On January 14, 2014, WeatherNation launched on DirecTV channel 361 as part of a carriage dispute between The Weather Channel and DirecTV. On April 21, 2015, Dish Network announced that it had reached an agreement to add WeatherNation onto its lineup, making it available on channel 215. On August 1, 2018, DirecTV dropped WeatherNation.

On October 12, 2022, Procter & Gamble announced it would no longer air advertising on either Performance One network due to the overtly political programming of sister network Real America's Voice.

== Availability ==
=== Current affiliates ===

List of WeatherNation TV affiliates
| Media market | State | Station | Channel |
| Fresno | California | KVHF-LD9 | 4.9 |
| Cortez | Colorado | K18DR-D5 | 24.5 |
| Boise | Idaho | KRID-LD10 | 22.10 |
| Twin Falls | KBAX-LD8 | 27.8 |
| Kansas City | Kansas | KCKS-LD6 | 25.6 |
| KMJC-LD6 | 25.6 |
| Topeka | WROB-LD6 | 25.6 |
| Wichita | KAGW-CD10 | 26.10 |
| Salisbury | Maryland | WGDV-LD | 32.1 |
| Branson | Missouri | KYCW-LD2 | 3.2 |
| Lake Ozark | KRMS-LD9 | 32.9 |
| Manteo | North Carolina | W24EC-D | 24.1 |
| Atlantic City | New Jersey | WSJT-LD6 | 15.6 |
| Albuquerque–Santa Fe | New Mexico | KNMQ-LD7 | 20.7 |
| Toledo | Ohio | WTVG-DT7 | 13.7 |
| Cottage Grove | Oregon | K18LR-D7 | 18.7 |
| Pittsburgh | Pennsylvania | WBPA-LD10 | 12.10 |
| Nashville | Tennessee | WNSH-LD | 9.2 |
| Lubbock | Texas | KJTV-CD2 | 32.2 |

=== Pay television ===
WeatherNation TV's national feed began to be carried on satellite provider DirecTV on channel 361 on December 16, 2013; the provider reached a temporary carriage agreement with the network while it was renegotiating its contract with The Weather Channel (which was carried on channel 362).

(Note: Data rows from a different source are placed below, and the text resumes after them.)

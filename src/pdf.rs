use std::path::Path;

use anyhow::{Context, Result};
use tracing::debug;

use crate::base::ExtractError;

/// Reads the text of every page of a PDF, split into lines.
///
/// Whitespace-only lines are dropped: the text extractor emits them between
/// layout blocks, and the trade line merger expects the date line and the
/// trade detail line to be adjacent.
pub(crate) fn page_lines(path: &Path) -> Result<Vec<Vec<String>>> {
    if !path.exists() {
        return Err(ExtractError::MissingFile(path.to_owned()).into());
    }

    let pages = pdf_extract::extract_text_by_pages(path)
        .with_context(|| format!("Failed to read PDF text from {}", path.display()))?;
    debug!("Opened PDF with {} pages", pages.len());

    Ok(pages.iter().map(|page| split_lines(page)).collect())
}

pub(crate) fn split_lines(page: &str) -> Vec<String> {
    page.lines()
        .filter(|line| !line.trim().is_empty())
        .map(str::to_owned)
        .collect()
}
#[cfg(test)]
mod tests {
    use super::*;
    use crate::{
        config::PredictionConfig, labels::skin_labels, model_service::mock::MockModelService,
        normalizer::ImageNormalizer,
    };
    use image::{ImageBuffer, Rgb};

    fn table(names: &[&str]) -> LabelTable {
        LabelTable::new(names.iter().map(|n| n.to_string()).collect()).unwrap()
    }

    fn write_png(path: &Path) {
        ImageBuffer::<Rgb<u8>, Vec<u8>>::from_pixel(8, 8, Rgb([10, 20, 30]))
            .save_with_format(path, image::ImageFormat::Png)
            .unwrap();
    }

    #[test]
    fn test_accuracy_and_report() {
        let labels = table(&["a", "b", "c"]);
        let mut matrix = ConfusionMatrix::new(3);
        // a: 2 right, 1 predicted as b. b: 1 right. c: never seen, predicted once.
        matrix.record(0, 0);
        matrix.record(0, 0);
        matrix.record(0, 1);
        matrix.record(1, 1);
        matrix.record(1, 2);

        assert_eq!(matrix.total(), 5);
        assert_eq!(matrix.correct(), 3);
        assert!((matrix.accuracy() - 0.6).abs() < 1e-9);

        let report = matrix.report(&labels);
        assert_eq!(report.classes.len(), 3);

        let a = &report.classes[0];
        assert_eq!(a.support, 3);
        assert!((a.precision - 1.0).abs() < 1e-9);
        assert!((a.recall - 2.0 / 3.0).abs() < 1e-9);
        assert!((a.f1_score - 0.8).abs() < 1e-9);

        let b = &report.classes[1];
        assert!((b.precision - 0.5).abs() < 1e-9);
        assert!((b.recall - 0.5).abs() < 1e-9);

        let c = &report.classes[2];
        assert_eq!(c.support, 0);
        assert_eq!(c.precision, 0.0);
        assert_eq!(c.f1_score, 0.0);

        let macro_recall = (2.0 / 3.0 + 0.5 + 0.0) / 3.0;
        assert!((report.macro_avg.recall - macro_recall).abs() < 1e-9);
        let weighted_recall = (2.0 / 3.0 * 3.0 + 0.5 * 2.0) / 5.0;
        assert!((report.weighted_avg.recall - weighted_recall).abs() < 1e-9);
    }

    #[test]
    fn test_report_skips_absent_classes() {
        let labels = table(&["a", "b", "c"]);
        let mut matrix = ConfusionMatrix::new(3);
        matrix.record(2, 2);

        let report = matrix.report(&labels);

        assert_eq!(report.classes.len(), 1);
        assert_eq!(report.classes[0].label, "c");
        assert!(report.to_string().contains("weighted avg"));
    }

    #[test]
    fn test_canonical_name() {
        assert_eq!(canonical_name("Actinic_Keratosis"), "actinic keratosis");
        assert_eq!(canonical_name("skin-cancer"), "skin cancer");
        assert_eq!(canonical_name("Sun  Damage"), "sun damage");
    }

    #[test]
    fn test_dataset_from_dir() {
        let dir = tempfile::tempdir().unwrap();
        let labels = skin_labels();
        fs::create_dir(dir.path().join("skin_cancer")).unwrap();
        fs::create_dir(dir.path().join("Acne")).unwrap();
        write_png(&dir.path().join("skin_cancer/1.png"));
        write_png(&dir.path().join("skin_cancer/2.PNG"));
        write_png(&dir.path().join("Acne/1.png"));
        fs::write(dir.path().join("Acne/notes.txt"), "not an image").unwrap();

        let dataset = EvaluationDataset::from_dir(dir.path(), &labels, None).unwrap();

        assert_eq!(dataset.len(), 3);
        assert_eq!(dataset.samples()[0].class_index, 0);
        assert_eq!(dataset.samples()[1].class_index, 14);

        let limited = EvaluationDataset::from_dir(dir.path(), &labels, Some(1)).unwrap();
        assert_eq!(limited.len(), 2);
    }

    #[test]
    fn test_unknown_class_directory() {
        let dir = tempfile::tempdir().unwrap();
        fs::create_dir(dir.path().join("Sunburn")).unwrap();

        let result = EvaluationDataset::from_dir(dir.path(), &skin_labels(), None);

        assert!(matches!(result, Err(EvaluationError::UnknownClass(name)) if name == "Sunburn"));
    }

    #[test]
    fn test_empty_dataset() {
        let dir = tempfile::tempdir().unwrap();
        fs::create_dir(dir.path().join("Acne")).unwrap();

        let result = EvaluationDataset::from_dir(dir.path(), &skin_labels(), None);

        assert!(matches!(result, Err(EvaluationError::EmptyDataset(_))));
    }

    #[test]
    fn test_evaluate_with_stub_model() {
        let dir = tempfile::tempdir().unwrap();
        fs::create_dir(dir.path().join("Skin Cancer")).unwrap();
        fs::create_dir(dir.path().join("Acne")).unwrap();
        write_png(&dir.path().join("Skin Cancer/1.png"));
        write_png(&dir.path().join("Skin Cancer/2.png"));
        write_png(&dir.path().join("Acne/1.png"));
        fs::write(dir.path().join("Acne/broken.jpg"), b"garbage").unwrap();

        let inference_service = InferenceService::new(
            Some(MockModelService::skin_cancer()),
            skin_labels(),
            ImageNormalizer::new(16),
            &PredictionConfig::default(),
        )
        .unwrap();
        let dataset =
            EvaluationDataset::from_dir(dir.path(), inference_service.labels(), None).unwrap();

        let summary = evaluate(&inference_service, &dataset).unwrap();

        assert_eq!(summary.evaluated, 3);
        assert_eq!(summary.skipped, 1);
        assert!((summary.accuracy - 2.0 / 3.0).abs() < 1e-9);
        assert_eq!(summary.confusion_matrix.get(14, 14), 2);
        assert_eq!(summary.confusion_matrix.get(0, 14), 1);

        let expected_loss = (-(0.9f64.ln()) * 2.0 - (0.1f64 / 21.0).ln()) / 3.0;
        assert!((summary.loss - expected_loss).abs() < 1e-4);
    }

    #[test]
    fn test_evaluate_requires_model() {
        let dir = tempfile::tempdir().unwrap();
        fs::create_dir(dir.path().join("Acne")).unwrap();
        write_png(&dir.path().join("Acne/1.png"));

        let inference_service: InferenceService<MockModelService> = InferenceService::new(
            None,
            skin_labels(),
            ImageNormalizer::new(16),
            &PredictionConfig::default(),
        )
        .unwrap();
        let dataset =
            EvaluationDataset::from_dir(dir.path(), inference_service.labels(), None).unwrap();

        let result = evaluate(&inference_service, &dataset);

        assert!(matches!(result, Err(EvaluationError::ModelNotLoaded)));
    }
}
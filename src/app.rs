use crate::{
    config::{Config, Validatable},
    inference_service::InferenceService,
    labels::LabelTable,
    normalizer::ImageNormalizer,
    ort_service::OrtModelService,
    server::{HttpServer, SharedState},
    telemetry::Metrics,
};
use anyhow::Context;
use std::sync::Arc;
use tokio::{signal, sync::broadcast};

/// Loads the label table and the model. A missing or broken model artifact
/// leaves the service running without inference; a label table that does
/// not match the model output is fatal.
pub fn build_inference_service(config: &Config) -> anyhow::Result<InferenceService<OrtModelService>> {
    let labels_path = config.labels.get_path();
    let labels = LabelTable::from_file(&labels_path)
        .with_context(|| format!("failed to load labels from {:?}", labels_path))?;
    tracing::info!("Loaded {} class labels", labels.len());

    let model_service = match OrtModelService::new(&config.model) {
        Ok(service) => Some(service),
        Err(e) => {
            tracing::error!("Model unavailable, predictions are disabled: {}", e);
            None
        }
    };

    let inference_service = InferenceService::new(
        model_service,
        labels,
        ImageNormalizer::new(config.model.input_size),
        &config.prediction,
    )
    .context("label table does not match the model")?;

    Ok(inference_service)
}

pub async fn start_app(config: Config) -> anyhow::Result<()> {
    let inference_service = build_inference_service(&config)?;
    let metrics = Arc::new(Metrics::new().context("failed to register metrics")?);

    let state = SharedState::new(inference_service, metrics, &config.server);
    let server = HttpServer::new(state, &config.server).await?;

    let (shutdown_tx, _) = broadcast::channel(1);
    let server_handle = server.run(shutdown_tx.subscribe());

    shutdown_signal().await;
    tracing::info!("Shutdown signal received, starting graceful shutdown.");

    let _ = shutdown_tx.send(());
    server_handle.await??;

    Ok(())
}

async fn shutdown_signal() {
    let ctrl_c = async {
        if let Err(e) = signal::ctrl_c().await {
            tracing::error!("Failed to install Ctrl+C handler: {}", e);
            std::future::pending::<()>().await;
        }
    };

    #[cfg(unix)]
    let terminate = async {
        match signal::unix::signal(signal::unix::SignalKind::terminate()) {
            Ok(mut sigterm) => {
                sigterm.recv().await;
            }
            Err(e) => {
                tracing::error!("Failed to install SIGTERM handler: {}", e);
                std::future::pending::<()>().await;
            }
        }
    };

    #[cfg(not(unix))]
    let terminate = std::future::pending::<()>();

    tokio::select! {
        _ = ctrl_c => {},
        _ = terminate => {},
    }
}
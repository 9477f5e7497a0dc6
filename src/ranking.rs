use crate::labels::LabelTable;
use serde::{ser::SerializeMap, Serialize, Serializer};
use thiserror::Error;

pub const DEFAULT_TOP_K: usize = 5;
const ERROR_LABEL: &str = "Error";

#[derive(Error, Debug, PartialEq)]
pub enum RankError {
    #[error("Probability vector has {probabilities} entries but the label table has {labels}")]
    BadInput { probabilities: usize, labels: usize },
}

#[derive(Debug, Clone, PartialEq)]
pub struct RankedClass {
    pub label: String,
    pub probability: f32,
}

/// Highest-probability classes in rank order. Serialized as a JSON object
/// whose keys keep that order.
#[derive(Debug, Clone, PartialEq, Default)]
pub struct TopK(Vec<RankedClass>);

impl TopK {
    pub fn len(&self) -> usize {
        self.0.len()
    }

    pub fn is_empty(&self) -> bool {
        self.0.is_empty()
    }

    pub fn iter(&self) -> impl Iterator<Item = &RankedClass> {
        self.0.iter()
    }

    pub fn first(&self) -> Option<&RankedClass> {
        self.0.first()
    }

    pub fn get(&self, label: &str) -> Option<f32> {
        self.0
            .iter()
            .find(|ranked| ranked.label == label)
            .map(|ranked| ranked.probability)
    }
}

impl Serialize for TopK {
    fn serialize<S: Serializer>(&self, serializer: S) -> Result<S::Ok, S::Error> {
        let mut map = serializer.serialize_map(Some(self.0.len()))?;
        for ranked in &self.0 {
            map.serialize_entry(&ranked.label, &ranked.probability)?;
        }
        map.end()
    }
}

#[derive(Debug, Clone, PartialEq, Serialize)]
pub struct PredictionRecord {
    success: bool,
    label: String,
    confidence: f32,
    top_k: TopK,
    #[serde(skip_serializing_if = "Option::is_none")]
    error: Option<String>,
}

impl PredictionRecord {
    pub fn failure(error: impl Into<String>) -> Self {
        Self {
            success: false,
            label: ERROR_LABEL.to_string(),
            confidence: 0.0,
            top_k: TopK::default(),
            error: Some(error.into()),
        }
    }

    pub fn success(&self) -> bool {
        self.success
    }

    pub fn label(&self) -> &str {
        &self.label
    }

    pub fn confidence(&self) -> f32 {
        self.confidence
    }

    pub fn top_k(&self) -> &TopK {
        &self.top_k
    }

    pub fn error(&self) -> Option<&str> {
        self.error.as_deref()
    }
}

/// Class indices ordered by descending probability. The sort is stable, so
/// equal probabilities keep ascending index order.
pub fn ranked_indices(probabilities: &[f32]) -> Vec<usize> {
    let mut indices: Vec<usize> = (0..probabilities.len()).collect();
    indices.sort_by(|&a, &b| probabilities[b].total_cmp(&probabilities[a]));
    indices
}

pub fn rank(
    probabilities: &[f32],
    labels: &LabelTable,
    k: usize,
) -> Result<PredictionRecord, RankError> {
    if probabilities.len() != labels.len() || probabilities.is_empty() {
        return Err(RankError::BadInput {
            probabilities: probabilities.len(),
            labels: labels.len(),
        });
    }

    let order = ranked_indices(probabilities);
    let best = order[0];

    let label_at = |index: usize| labels.get(index).unwrap_or_default().to_string();

    let top_k = order
        .iter()
        .take(k.min(probabilities.len()))
        .map(|&index| RankedClass {
            label: label_at(index),
            probability: probabilities[index],
        })
        .collect();

    Ok(PredictionRecord {
        success: true,
        label: label_at(best),
        confidence: probabilities[best],
        top_k: TopK(top_k),
        error: None,
    })
}

#[cfg(test)]
mod tests {
    use super::*;
    use crate::labels::skin_labels;

    fn table(names: &[&str]) -> LabelTable {
        LabelTable::new(names.iter().map(|n| n.to_string()).collect()).unwrap()
    }

    fn skin_cancer_vector() -> Vec<f32> {
        let mut probabilities = vec![0.1 / 21.0; 22];
        probabilities[14] = 0.9;
        probabilities
    }

    #[test]
    fn test_rank_skin_cancer() {
        let record = rank(&skin_cancer_vector(), &skin_labels(), DEFAULT_TOP_K).unwrap();

        assert!(record.success());
        assert_eq!(record.label(), "Skin Cancer");
        assert!((record.confidence() - 0.9).abs() < 1e-6);
        assert_eq!(record.top_k().len(), 5);
        let first = record.top_k().first().unwrap();
        assert_eq!(first.label, "Skin Cancer");
        assert!((first.probability - 0.9).abs() < 1e-6);
        assert!(record.error().is_none());
    }

    #[test]
    fn test_top_k_is_non_increasing() {
        let labels = table(&["a", "b", "c", "d", "e", "f", "g"]);
        let probabilities = [0.05, 0.3, 0.1, 0.2, 0.15, 0.12, 0.08];

        let record = rank(&probabilities, &labels, 5).unwrap();

        let ordered: Vec<&str> = record.top_k().iter().map(|r| r.label.as_str()).collect();
        assert_eq!(ordered, vec!["b", "d", "e", "f", "c"]);
        let probs: Vec<f32> = record.top_k().iter().map(|r| r.probability).collect();
        assert!(probs.windows(2).all(|w| w[0] >= w[1]));
    }

    #[test]
    fn test_ties_resolve_to_lowest_index() {
        let labels = table(&["a", "b", "c", "d"]);
        let probabilities = [0.1, 0.4, 0.1, 0.4];

        let record = rank(&probabilities, &labels, 4).unwrap();

        assert_eq!(record.label(), "b");
        let ordered: Vec<&str> = record.top_k().iter().map(|r| r.label.as_str()).collect();
        assert_eq!(ordered, vec!["b", "d", "a", "c"]);
    }

    #[test]
    fn test_k_is_clipped_to_class_count() {
        let labels = table(&["a", "b", "c"]);

        let record = rank(&[0.2, 0.5, 0.3], &labels, 5).unwrap();

        assert_eq!(record.top_k().len(), 3);
        assert_eq!(record.label(), "b");
    }

    #[test]
    fn test_length_mismatch_is_bad_input() {
        let labels = table(&["a", "b", "c"]);

        let result = rank(&[0.5, 0.5], &labels, 5);

        assert_eq!(
            result,
            Err(RankError::BadInput {
                probabilities: 2,
                labels: 3
            })
        );
    }

    #[test]
    fn test_serialized_shape_keeps_rank_order() {
        let labels = table(&["Acne", "Eczema", "Moles"]);
        let record = rank(&[0.25, 0.5, 0.25], &labels, 3).unwrap();

        let json = serde_json::to_string(&record).unwrap();

        assert_eq!(
            json,
            r#"{"success":true,"label":"Eczema","confidence":0.5,"top_k":{"Eczema":0.5,"Acne":0.25,"Moles":0.25}}"#
        );
    }

    #[test]
    fn test_failure_record_shape() {
        let record = PredictionRecord::failure("Model not loaded");

        let value = serde_json::to_value(&record).unwrap();

        assert_eq!(value["success"], false);
        assert_eq!(value["label"], "Error");
        assert_eq!(value["confidence"], 0.0);
        assert_eq!(value["error"], "Model not loaded");
        assert!(value["top_k"].as_object().unwrap().is_empty());
    }
}
use skin_prediction::{config, start_app};
use tracing_subscriber::{layer::SubscriberExt, util::SubscriberInitExt};

#[tokio::main]
async fn main() -> anyhow::Result<()> {
    let config = config::get_configuration()?;
    let log_level = &format!("{},ort=warn", config.log_level.as_str());

    tracing_subscriber::registry()
        .with(
            tracing_subscriber::EnvFilter::try_from_default_env()
                .unwrap_or_else(|_| log_level.into()),
        )
        .with(
            tracing_subscriber::fmt::layer()
                .json()
                .with_level(true)
                .with_thread_ids(true),
        )
        .init();

    start_app(config).await
}
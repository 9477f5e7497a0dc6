use crate::{model_service::ModelService, server::SharedState};
use axum::{extract::State, response::Json};
use serde::Serialize;

#[derive(Serialize)]
pub struct ClassLabels {
    labels: Vec<String>,
}

pub async fn class_labels<M: ModelService>(
    State(state): State<SharedState<M>>,
) -> Json<ClassLabels> {
    state.metrics.record_request("/api/labels");
    Json(ClassLabels {
        labels: state.inference_service.labels().as_slice().to_vec(),
    })
}
use anyhow::bail;
use clap::Parser;
use skin_prediction::{
    build_inference_service, config,
    evaluation::{evaluate, EvaluationDataset},
};
use std::path::PathBuf;
use tracing_subscriber::{layer::SubscriberExt, util::SubscriberInitExt};

/// Command-line arguments for the evaluation run
#[derive(Parser)]
#[command(name = "skin_evaluation")]
#[command(about = "Evaluate the skin condition classifier on a labelled test set")]
struct Args {
    /// Test set root with one sub-directory per class
    #[arg(short, long)]
    dataset: PathBuf,

    /// Print the summary as JSON instead of a text report
    #[arg(long)]
    json: bool,

    /// Evaluate at most this many images per class
    #[arg(long)]
    limit_per_class: Option<usize>,
}

fn main() -> anyhow::Result<()> {
    let args = Args::parse();
    let config = config::get_configuration()?;
    let log_level = &format!("{},ort=warn", config.log_level.as_str());

    tracing_subscriber::registry()
        .with(
            tracing_subscriber::EnvFilter::try_from_default_env()
                .unwrap_or_else(|_| log_level.into()),
        )
        .with(
            tracing_subscriber::fmt::layer()
                .json()
                .with_writer(std::io::stderr),
        )
        .init();

    let inference_service = build_inference_service(&config)?;
    if !inference_service.is_model_loaded() {
        bail!("model could not be loaded, see the log for details");
    }

    let dataset =
        EvaluationDataset::from_dir(&args.dataset, inference_service.labels(), args.limit_per_class)?;
    tracing::info!("Evaluating {} images from {:?}", dataset.len(), args.dataset);

    let summary = evaluate(&inference_service, &dataset)?;

    if args.json {
        println!("{}", serde_json::to_string_pretty(&summary)?);
        return Ok(());
    }

    println!("Evaluated: {} images ({} skipped)", summary.evaluated, summary.skipped);
    println!("Test accuracy: {:.2} %", summary.accuracy * 100.0);
    println!("Test loss: {:.4}", summary.loss);
    println!("\nConfusion matrix:\n");
    print!("{}", summary.confusion_matrix);
    println!("\nClassification report:\n");
    print!("{}", summary.report);

    Ok(())
}
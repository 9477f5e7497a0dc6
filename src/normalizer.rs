use base64::{engine::general_purpose::STANDARD, Engine};
use bytes::Bytes;
use image::{imageops::FilterType, DynamicImage, RgbImage};
use ndarray::{Array4, ArrayView4};
use std::io::Cursor;
use thiserror::Error;

#[derive(Error, Debug)]
pub enum DecodeError {
    #[error("Invalid base64 image data: {0}")]
    InvalidBase64(#[from] base64::DecodeError),
    #[error("Unable to read image: {0}")]
    UnreadableImage(#[from] image::ImageError),
    #[error("Unable to guess image format: {0}")]
    UnknownFormat(#[from] std::io::Error),
}

/// Image input accepted by the pipeline.
#[derive(Debug, Clone)]
pub enum RawImage {
    Bytes(Bytes),
    /// Plain base64 or a `data:<mime>;base64,` URL.
    Base64(String),
    Decoded(DynamicImage),
}

impl From<Vec<u8>> for RawImage {
    fn from(data: Vec<u8>) -> Self {
        RawImage::Bytes(Bytes::from(data))
    }
}

impl From<DynamicImage> for RawImage {
    fn from(image: DynamicImage) -> Self {
        RawImage::Decoded(image)
    }
}

/// Batch of one NHWC image, channels in RGB order, values in `[0, 1]`.
#[derive(Debug, Clone, PartialEq)]
pub struct ImageTensor(Array4<f32>);

impl ImageTensor {
    pub fn zeros(size: u32) -> Self {
        let size = size as usize;
        ImageTensor(Array4::zeros((1, size, size, 3)))
    }

    pub fn shape(&self) -> &[usize] {
        self.0.shape()
    }

    pub fn view(&self) -> ArrayView4<'_, f32> {
        self.0.view()
    }

    pub fn into_inner(self) -> Array4<f32> {
        self.0
    }
}

#[derive(Debug, Clone, Copy)]
pub struct ImageNormalizer {
    input_size: u32,
}

impl Default for ImageNormalizer {
    fn default() -> Self {
        Self::new(224)
    }
}

impl ImageNormalizer {
    pub fn new(input_size: u32) -> Self {
        Self { input_size }
    }

    pub fn input_size(&self) -> u32 {
        self.input_size
    }

    pub fn normalize(&self, raw: RawImage) -> Result<ImageTensor, DecodeError> {
        let image = decode(raw)?;
        Ok(self.to_tensor(&image))
    }

    fn to_tensor(&self, image: &DynamicImage) -> ImageTensor {
        let size = self.input_size;
        let mut rgb: RgbImage = image.to_rgb8();
        if rgb.dimensions() != (size, size) {
            rgb = image::imageops::resize(&rgb, size, size, FilterType::CatmullRom);
        }

        let side = size as usize;
        let input = Array4::from_shape_fn((1, side, side, 3), |(_, y, x, c)| {
            rgb.get_pixel(x as u32, y as u32)[c] as f32 / 255.
        });

        ImageTensor(input)
    }
}

fn decode(raw: RawImage) -> Result<DynamicImage, DecodeError> {
    match raw {
        RawImage::Decoded(image) => Ok(image),
        RawImage::Bytes(data) => decode_bytes(&data),
        RawImage::Base64(encoded) => {
            // MIME encoders wrap the payload at 76 columns.
            let payload: String = strip_data_url(&encoded)
                .chars()
                .filter(|c| !c.is_ascii_whitespace())
                .collect();
            let data = STANDARD.decode(payload)?;
            decode_bytes(&data)
        }
    }
}

fn decode_bytes(data: &[u8]) -> Result<DynamicImage, DecodeError> {
    let image = image::ImageReader::new(Cursor::new(data))
        .with_guessed_format()?
        .decode()?;
    Ok(image)
}

fn strip_data_url(encoded: &str) -> &str {
    let encoded = encoded.trim();
    match encoded.strip_prefix("data:") {
        Some(rest) => rest
            .split_once(";base64,")
            .map(|(_, payload)| payload)
            .unwrap_or(rest),
        None => encoded,
    }
}
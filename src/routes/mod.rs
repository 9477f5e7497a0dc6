mod health;
mod labels;
mod metrics;
mod predict;

use crate::{model_service::ModelService, server::SharedState};
use axum::{
    http::StatusCode,
    response::{IntoResponse, Json},
    routing::{get, post},
    Router,
};
use serde::Serialize;

#[derive(Debug, Serialize)]
pub struct ErrorBody {
    success: bool,
    error: String,
}

impl ErrorBody {
    pub fn new(error: impl Into<String>) -> Self {
        Self {
            success: false,
            error: error.into(),
        }
    }
}

pub fn api_routes<M: ModelService>() -> Router<SharedState<M>> {
    Router::new()
        .route("/api/predict", post(predict::predict_image::<M>))
        .route("/api/predict/base64", post(predict::predict_base64::<M>))
        .route("/api/health", get(health::healthcheck::<M>))
        .route("/api/labels", get(labels::class_labels::<M>))
        .route("/metrics", get(metrics::metrics_handler::<M>))
        .fallback(not_found)
}

async fn not_found() -> impl IntoResponse {
    (StatusCode::NOT_FOUND, Json(ErrorBody::new("Endpoint not found")))
}
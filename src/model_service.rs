use crate::normalizer::ImageTensor;
use std::path::PathBuf;
use thiserror::Error;

#[derive(Error, Debug)]
pub enum ModelError {
    #[error("Model artifact not found: {0:?}")]
    ArtifactNotFound(PathBuf),
    #[error("Failed to load model: {0}")]
    Load(String),
    #[error("Inference failed: {0}")]
    Inference(String),
}

/// A loaded classifier. Inference is a pure function of the weights and the
/// input tensor; implementations must be safe to call from several threads.
pub trait ModelService: Send + Sync + Clone + 'static {
    /// Probability vector of length [`ModelService::num_classes`].
    fn infer(&self, input: &ImageTensor) -> Result<Vec<f32>, ModelError>;

    fn num_classes(&self) -> usize;
}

After DirecTV dropped The Weather Channel on January 14, 2014, due to the reasons behind Dish Network's planned removal of the channel in May 2010, the provider replaced The Weather Channel on channel 362 with WeatherNation, which lasted until The Weather Channel and DirecTV struck a new carriage agreement on April 8, 2014, that restored TWC on channel 362; however, WeatherNation TV would continue to be carried on channel 361 until 2018 as a result of a long-term carriage agreement it signed with DirecTV on April 2, one week prior to The Weather Channel agreement.

On April 21, 2015, WeatherNation reached an agreement with Dish Network to be offered to its customers as a six-week preview, and then added to Dish's America's Top 120 programming packages.

On August 1, 2018, DirecTV dropped its carriage of WeatherNation, replacing it with the AccuWeather Network.

Digicel Play added WeatherNation in September 2016 to its channel lineup in Dominica, Turks and Caicos, and Jamaica; it is available on channel #514.

===Over-the-top providers===
Pluto TV added WeatherNation in December 2018.